EXERCISE: Would you transcribe the line containing "match std::mem::replace(&mut article.markup, Markup::Unset)" and every line after it, through the end of the records below, exactly and with nothing else?

PROVIDED DATA:
.....

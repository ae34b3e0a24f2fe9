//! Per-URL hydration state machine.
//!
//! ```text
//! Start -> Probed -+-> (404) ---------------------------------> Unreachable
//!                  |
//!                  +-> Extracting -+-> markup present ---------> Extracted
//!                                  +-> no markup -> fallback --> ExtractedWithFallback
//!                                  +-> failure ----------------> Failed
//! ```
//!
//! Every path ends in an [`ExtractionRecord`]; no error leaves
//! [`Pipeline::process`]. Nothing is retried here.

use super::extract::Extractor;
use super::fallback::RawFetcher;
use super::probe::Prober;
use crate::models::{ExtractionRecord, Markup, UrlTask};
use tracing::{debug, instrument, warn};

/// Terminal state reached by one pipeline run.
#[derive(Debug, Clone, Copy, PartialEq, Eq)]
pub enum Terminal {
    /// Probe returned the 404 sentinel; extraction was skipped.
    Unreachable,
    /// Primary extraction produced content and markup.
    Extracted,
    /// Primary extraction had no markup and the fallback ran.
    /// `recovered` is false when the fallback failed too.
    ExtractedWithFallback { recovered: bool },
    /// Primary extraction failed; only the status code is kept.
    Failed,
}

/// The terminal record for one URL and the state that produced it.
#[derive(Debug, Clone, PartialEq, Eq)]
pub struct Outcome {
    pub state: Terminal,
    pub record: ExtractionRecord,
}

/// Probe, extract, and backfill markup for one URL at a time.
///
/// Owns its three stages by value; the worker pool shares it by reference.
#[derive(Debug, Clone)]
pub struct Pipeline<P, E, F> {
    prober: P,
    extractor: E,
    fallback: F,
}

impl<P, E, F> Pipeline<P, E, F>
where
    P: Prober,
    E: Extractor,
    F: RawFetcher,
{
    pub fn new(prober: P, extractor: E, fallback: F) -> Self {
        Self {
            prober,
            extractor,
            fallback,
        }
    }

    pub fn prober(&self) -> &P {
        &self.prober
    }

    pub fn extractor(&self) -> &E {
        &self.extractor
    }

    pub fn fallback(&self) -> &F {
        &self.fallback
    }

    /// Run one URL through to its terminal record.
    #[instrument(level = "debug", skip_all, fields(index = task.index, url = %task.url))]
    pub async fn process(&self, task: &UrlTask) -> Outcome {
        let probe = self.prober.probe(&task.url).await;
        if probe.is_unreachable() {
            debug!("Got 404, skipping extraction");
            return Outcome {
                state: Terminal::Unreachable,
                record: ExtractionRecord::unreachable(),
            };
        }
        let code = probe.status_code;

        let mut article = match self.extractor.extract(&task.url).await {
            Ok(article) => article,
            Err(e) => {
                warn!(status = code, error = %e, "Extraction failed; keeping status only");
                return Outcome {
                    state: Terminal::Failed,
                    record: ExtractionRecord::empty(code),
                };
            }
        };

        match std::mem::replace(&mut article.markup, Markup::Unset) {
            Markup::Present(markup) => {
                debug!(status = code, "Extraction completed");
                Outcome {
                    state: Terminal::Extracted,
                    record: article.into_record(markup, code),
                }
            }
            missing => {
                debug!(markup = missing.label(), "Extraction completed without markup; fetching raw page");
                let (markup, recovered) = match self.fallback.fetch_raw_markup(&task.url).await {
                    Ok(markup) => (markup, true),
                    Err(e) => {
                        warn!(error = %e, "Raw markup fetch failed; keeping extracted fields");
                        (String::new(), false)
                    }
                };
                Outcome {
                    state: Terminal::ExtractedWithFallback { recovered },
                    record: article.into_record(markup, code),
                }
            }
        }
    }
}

.....

SOLVED PROBLEM:
        match std::mem::replace(&mut article.markup, Markup::Unset) {
            Markup::Present(markup) => {
                debug!(status = code, "Extraction completed");
                Outcome {
                    state: Terminal::Extracted,
                    record: article.into_record(markup, code),
                }
            }
            missing => {
                debug!(markup = missing.label(), "Extraction completed without markup; fetching raw page");
                let (markup, recovered) = match self.fallback.fetch_raw_markup(&task.url).await {
                    Ok(markup) => (markup, true),
                    Err(e) => {
                        warn!(error = %e, "Raw markup fetch failed; keeping extracted fields");
                        (String::new(), false)
                    }
                };
                Outcome {
                    state: Terminal::ExtractedWithFallback { recovered },
                    record: article.into_record(markup, code),
                }
            }
        }
    }
}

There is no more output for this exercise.